BBC reporter Chris Rogers talks to one of the children.

 

Metres away from a Sao Paulo stadium packed with fans pumped on World Cup fever, girls as young as nine are selling their bodies to survive.

They’re prostituting themselves for the price of a soft drink, lured in by pimps addicting them to crack cocaine, toxic glue and other drugs.

This startling reality was presented in a Four Corners report last night, which looked into Brazilian Parliamentary reports, confirming some children have even been trafficked to World Cup host cities to meet the demand from an estimated 600,000 tourists.

Some of the children are living – and working – just blocks from the major World Cup stadiums.

The World Cup is a celebration. A time when countries come together.

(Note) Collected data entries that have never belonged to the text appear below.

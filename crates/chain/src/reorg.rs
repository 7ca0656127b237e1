//! Canonical-chain reorganization.
//!
//! When a side branch accumulates more total difficulty than the canonical
//! chain, the two branches are walked back to their common ancestor, the
//! canonical mapping is rewritten onto the new branch, and the transactions
//! and logs of the abandoned branch are unindexed and announced as removed.

use crate::{accessors, BlockChain, ChainError, ChainNotification};
use emerald_db::Batch;
use emerald_primitives::{Log, SealedBlock, TransactionSigned, B256};
use std::{collections::HashSet, sync::Arc};
use tracing::{info, warn};

impl BlockChain {
    /// Rewrites the canonical chain from the current head onto the branch
    /// ending in `new_head`. All store mutations join `batch`; the caller
    /// writes `new_head`'s own canonical entry and head pointers.
    ///
    /// Returns the removal and side-block events to publish once the batch
    /// lands, in their original block order.
    pub(crate) fn reorg(
        &self,
        batch: &mut Batch,
        new_head: &SealedBlock,
    ) -> Result<Vec<ChainNotification>, ChainError> {
        let old_head = self.heads.read().current_block.clone();

        // walk the higher branch down to equal height, then both in lockstep
        // until the common ancestor
        let mut old_chain: Vec<SealedBlock> = Vec::new();
        let mut new_chain: Vec<SealedBlock> = Vec::new();
        let mut old = old_head.clone();
        let mut new = self.fetch_block(&new_head.parent_hash)?;

        while old.number > new.number {
            old_chain.push(old.clone());
            old = self.fetch_block(&old.parent_hash)?;
        }
        while new.number > old.number {
            new_chain.push(new.clone());
            new = self.fetch_block(&new.parent_hash)?;
        }
        while old.hash() != new.hash() {
            old_chain.push(old.clone());
            new_chain.push(new.clone());
            if old.number == 0 || new.number == 0 {
                warn!(target: "chain::reorg", "no common ancestor below genesis");
                return Err(ChainError::MissingHeader { hash: new.parent_hash });
            }
            old = self.fetch_block(&old.parent_hash)?;
            new = self.fetch_block(&new.parent_hash)?;
        }
        let ancestor = old;

        info!(
            target: "chain::reorg",
            ancestor = %ancestor.hash(),
            old_head = %old_head.hash(),
            new_head = %new_head.hash(),
            dropped = old_chain.len(),
            adopted = new_chain.len() + 1,
            "chain reorganization"
        );

        // adopt the new branch: canonical mapping plus transaction indexes,
        // ascending so the final head insert caps a consistent mapping
        for block in new_chain.iter().rev() {
            accessors::write_canonical_hash(batch, block.number, &block.hash());
            accessors::write_tx_lookups(batch, block);
            if self.config.atxi {
                self.write_block_atxi(batch, block);
            }
        }

        // transactions surviving into the new branch keep their entries
        let kept: HashSet<B256> = new_chain
            .iter()
            .flat_map(|block| block.body.iter())
            .chain(new_head.body.iter())
            .map(|tx| tx.hash())
            .collect();

        let mut removed_txs: Vec<TransactionSigned> = Vec::new();
        let mut removed_logs: Vec<Log> = Vec::new();
        let mut side_events = Vec::new();

        for block in old_chain.iter().rev() {
            let logs = self.block_logs(block)?;
            for tx in &block.body {
                if kept.contains(&tx.hash()) {
                    continue;
                }
                accessors::delete_tx_lookup(batch, &tx.hash());
                if self.config.atxi {
                    self.remove_tx_atxi(batch, block, tx)?;
                }
                removed_txs.push(tx.clone());
            }
            removed_logs.extend(logs.iter().cloned());
            side_events.push(ChainNotification::ChainSide {
                block: Arc::new(block.clone()),
                logs,
            });
        }

        let mut events = Vec::new();
        if !removed_txs.is_empty() {
            events.push(ChainNotification::RemovedTransactions { transactions: removed_txs });
        }
        if !removed_logs.is_empty() {
            events.push(ChainNotification::RemovedLogs { logs: removed_logs });
        }
        events.extend(side_events);
        Ok(events)
    }

    fn fetch_block(&self, hash: &B256) -> Result<SealedBlock, ChainError> {
        self.block_by_hash(hash)?.ok_or(ChainError::MissingBody { hash: *hash })
    }

    /// Reassembles the logs of a stored block from its receipts, refilling
    /// the block-scoped fields the consensus encoding drops.
    pub(crate) fn block_logs(&self, block: &SealedBlock) -> Result<Vec<Log>, ChainError> {
        let receipts = accessors::read_receipts(&*self.store, block.number, &block.hash())?
            .unwrap_or_default();
        let mut logs = Vec::new();
        let mut log_index = 0u64;
        for (tx_index, receipt) in receipts.into_iter().enumerate() {
            let tx_hash = block.body.get(tx_index).map(|tx| tx.hash()).unwrap_or_default();
            for mut log in receipt.logs {
                log.block_hash = block.hash();
                log.block_number = block.number;
                log.transaction_hash = tx_hash;
                log.transaction_index = tx_index as u64;
                log.log_index = log_index;
                log_index += 1;
                logs.push(log);
            }
        }
        Ok(logs)
    }
}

It’s about passion, jubilation, equality. Hidden beneath this veneer lies the underbelly of Brazil, where child prostitution and drug cartels are booming.

BBC reporter Chris Rogers with a young girl who is forced to sell sex to survive.

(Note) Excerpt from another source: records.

//! Startup recovery and chain health probing.
//!
//! After an unclean shutdown the persisted head pointers may disagree with
//! the data actually on disk. Loading the last state verifies the three
//! heads; on any inconsistency a forward probe walks the canonical chain
//! from genesis, finds the highest internally consistent block, and the
//! chain is rewound onto it.

use crate::{accessors, BlockChain, ChainError};
use emerald_primitives::{proofs, BlockNumber, SealedBlock, SealedHeader, B256};
use rand::Rng;
use tracing::{info, warn};

/// Coarse probe stride used by recovery before honing in.
const RECOVERY_INCREMENT: u64 = 100;

/// How far beyond the recorded head header stray canonical data is probed.
const HEAD_PROBE_WINDOW: u64 = 2048;

/// Which head a block is being checked for.
#[derive(Debug, Clone, Copy, PartialEq, Eq)]
pub(crate) enum HeadKind {
    /// A block whose state was materialized by execution.
    Full,
    /// A fast-synced block: body and receipts present, state trusted from a
    /// later snapshot.
    Fast,
}

impl BlockChain {
    /// Reads and verifies the persisted head pointers, installing them as
    /// the in-memory heads.
    ///
    /// On inconsistency: with `dryrun` the error is returned and nothing is
    /// mutated; otherwise recovery probes the chain, rewinds onto the
    /// highest consistent block and retries, falling back to genesis if the
    /// damage runs deeper.
    pub fn load_last_state(&self, dryrun: bool) -> Result<(), ChainError> {
        match self.verify_heads() {
            Ok(heads) => {
                self.install_heads(heads);
                Ok(())
            }
            Err(err) if dryrun => Err(err),
            Err(err) => {
                warn!(target: "chain", %err, "head state inconsistent, probing chain");
                let checkpoint = self.recover_chain(0, RECOVERY_INCREMENT);
                info!(target: "chain", checkpoint, "recovery found highest consistent block");
                {
                    let _guard = self.chain_mu.lock();
                    self.rewind_to(checkpoint)?;
                }

                match self.verify_heads() {
                    Ok(heads) => {
                        self.install_heads(heads);
                        Ok(())
                    }
                    Err(err) => {
                        warn!(target: "chain", %err, "recovery insufficient, resetting to genesis");
                        {
                            let _guard = self.chain_mu.lock();
                            self.rewind_to(0)?;
                        }
                        let heads = self.verify_heads()?;
                        self.install_heads(heads);
                        Ok(())
                    }
                }
            }
        }
    }

    fn install_heads(&self, (block, header, fast): (SealedBlock, SealedHeader, SealedHeader)) {
        info!(
            target: "chain",
            block = block.number,
            header = header.number,
            fast = fast.number,
            "loaded chain heads"
        );
        self.header_chain.set_current_header(header);
        let mut heads = self.heads.write();
        heads.current_block = block;
        heads.current_fast = fast;
    }

    fn verify_heads(&self) -> Result<(SealedBlock, SealedHeader, SealedHeader), ChainError> {
        let head_hash = accessors::read_head_block_hash(&*self.store)?
            .ok_or(ChainError::MissingHeadPointer { name: "LastBlock" })?;
        let head_block = self
            .block_by_hash(&head_hash)?
            .ok_or(ChainError::MissingBody { hash: head_hash })?;
        self.check_block_integrity(&head_block, HeadKind::Full)?;

        let header_hash = accessors::read_head_header_hash(&*self.store)?
            .ok_or(ChainError::MissingHeadPointer { name: "LastHeader" })?;
        let head_header = self
            .header_chain
            .header(&header_hash)?
            .ok_or(ChainError::MissingHeader { hash: header_hash })?;

        let fast_hash = accessors::read_head_fast_hash(&*self.store)?
            .ok_or(ChainError::MissingHeadPointer { name: "LastFast" })?;
        let fast_header = self
            .header_chain
            .header(&fast_hash)?
            .ok_or(ChainError::MissingHeader { hash: fast_hash })?;
        if fast_hash != head_hash {
            let fast_block = self
                .block_by_hash(&fast_hash)?
                .ok_or(ChainError::MissingBody { hash: fast_hash })?;
            self.check_block_integrity(&fast_block, HeadKind::Fast)?;
        }

        if head_header.number < fast_header.number || fast_header.number < head_block.number {
            return Err(ChainError::HeadsOutOfOrder {
                header: head_header.number,
                fast: fast_header.number,
                block: head_block.number,
            });
        }

        // a regressed head pointer would make leftover data look like the
        // chain continues past the head
        for offset in 1..=HEAD_PROBE_WINDOW {
            let number = head_header.number + offset;
            if accessors::read_canonical_hash(&*self.store, number)?.is_some() {
                return Err(ChainError::DataBeyondHead {
                    found: number,
                    head: head_header.number,
                });
            }
        }

        Ok((head_block, head_header, fast_header))
    }

    /// Structural sanity of one stored block: roots, checkpoint lists,
    /// parent linkage, total-difficulty arithmetic, and the state-presence
    /// rules that differ between full and fast blocks.
    pub(crate) fn check_block_integrity(
        &self,
        block: &SealedBlock,
        kind: HeadKind,
    ) -> Result<(), ChainError> {
        let hash = block.hash();
        if hash == B256::ZERO {
            return Err(ChainError::MissingHeader { hash });
        }

        let ommers_hash = proofs::calculate_ommers_hash(&block.ommers);
        if ommers_hash != block.ommers_hash {
            return Err(emerald_consensus::ConsensusError::OmmersRootMismatch(
                (ommers_hash, block.ommers_hash).into(),
            )
            .into());
        }
        let tx_root = proofs::calculate_transaction_root(&block.body);
        if tx_root != block.transactions_root {
            return Err(emerald_consensus::ConsensusError::TransactionRootMismatch(
                (tx_root, block.transactions_root).into(),
            )
            .into());
        }
        self.spec
            .header_check(&block.header)
            .map_err(emerald_consensus::ConsensusError::from)?;

        let td = accessors::read_td(&*self.store, &hash)?
            .ok_or(ChainError::MissingTotalDifficulty { hash })?;
        if td.is_zero() {
            return Err(ChainError::ZeroTotalDifficulty { hash });
        }

        if block.number == 0 {
            return Ok(());
        }
        let parent = accessors::read_header(&*self.store, &block.parent_hash)?
            .ok_or(ChainError::MissingHeader { hash: block.parent_hash })?;
        let parent_td = accessors::read_td(&*self.store, &block.parent_hash)?
            .ok_or(ChainError::MissingTotalDifficulty { hash: block.parent_hash })?;
        let expected = parent_td + block.difficulty;
        if td != expected {
            return Err(ChainError::TotalDifficultyMismatch {
                hash,
                td: (td, expected).into(),
            });
        }

        match kind {
            HeadKind::Full => {
                // the parent must carry state, unless the grandparent lacks
                // it too, which marks the point full sync took over from
                // fast sync
                if !self.state_store.has_state(&parent.state_root) {
                    let grandparent_has_state = match accessors::read_header(
                        &*self.store,
                        &parent.parent_hash,
                    )? {
                        Some(grandparent) => self.state_store.has_state(&grandparent.state_root),
                        None => false,
                    };
                    if grandparent_has_state || parent.number == 0 {
                        return Err(ChainError::ParentStateMissing { hash });
                    }
                }
            }
            HeadKind::Fast => {
                // a fast block ahead of the full head must sit in the
                // stateless region
                if self.state_store.has_state(&parent.state_root) {
                    return Err(ChainError::FastBlockHasState { hash });
                }
            }
        }
        Ok(())
    }

    /// Walks the canonical chain forward from `from` (assumed consistent)
    /// and returns the highest block that passes the integrity checks.
    ///
    /// With `increment > 1` the stride is randomized to avoid deterministic
    /// scan patterns; a failed coarse step recurses with unit stride a
    /// little before the failure, so the jitter never changes the returned
    /// checkpoint.
    pub(crate) fn recover_chain(&self, from: BlockNumber, increment: u64) -> BlockNumber {
        let mut checkpoint = from;
        let mut cursor = from;
        loop {
            let stride =
                if increment > 1 { self.rng.lock().gen_range(1..=increment * 2) } else { 1 };
            let next = cursor.saturating_add(stride);
            if self.canonical_probe(next) {
                checkpoint = next;
                cursor = next;
                continue;
            }
            if increment > 1 {
                let mut fine_from = next.saturating_sub(increment);
                if fine_from <= checkpoint || !self.canonical_probe(fine_from) {
                    fine_from = checkpoint;
                }
                let refined = self.recover_chain(fine_from, 1);
                return refined.max(checkpoint);
            }
            return checkpoint;
        }
    }

    fn canonical_probe(&self, number: BlockNumber) -> bool {
        let Ok(Some(hash)) = accessors::read_canonical_hash(&*self.store, number) else {
            return false;
        };
        let Ok(Some(block)) = self.block_by_hash(&hash) else { return false };
        self.check_block_integrity(&block, HeadKind::Full).is_ok()
    }
}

During the World Cup experts have anticipated a 30 to 40 percent increase in child prostitution – despite it being illegal.

Fifteen-year-old Gabriella was lured to Rio with the promise of a better life – a job in a coffee shop. When she arrived, she was forced into prostitution: “They threatened me. They said if I refused they would beat me.”

Another 13-year-old girl who is working on the streets, revealed that she is HIV positive. She said that she’s been selling her body for drugs, for drinks, for money and to make a living since she was nine. All in a desperate attempt to earn money.

Liliam Sa, the Chair of the Parliamentary Inquiry into Child Exploitation, revealed many tourists would be travelling to Brazil to actively seek out minors for sex. She said, “we’re going to have millions of tourists throughout Brazil … but we have these sexual exploitation gangs who are going to try and use the tourists, some of whom come with pre-conceived ideas that were sold to them about Brazil, that here having sex with children is easy”.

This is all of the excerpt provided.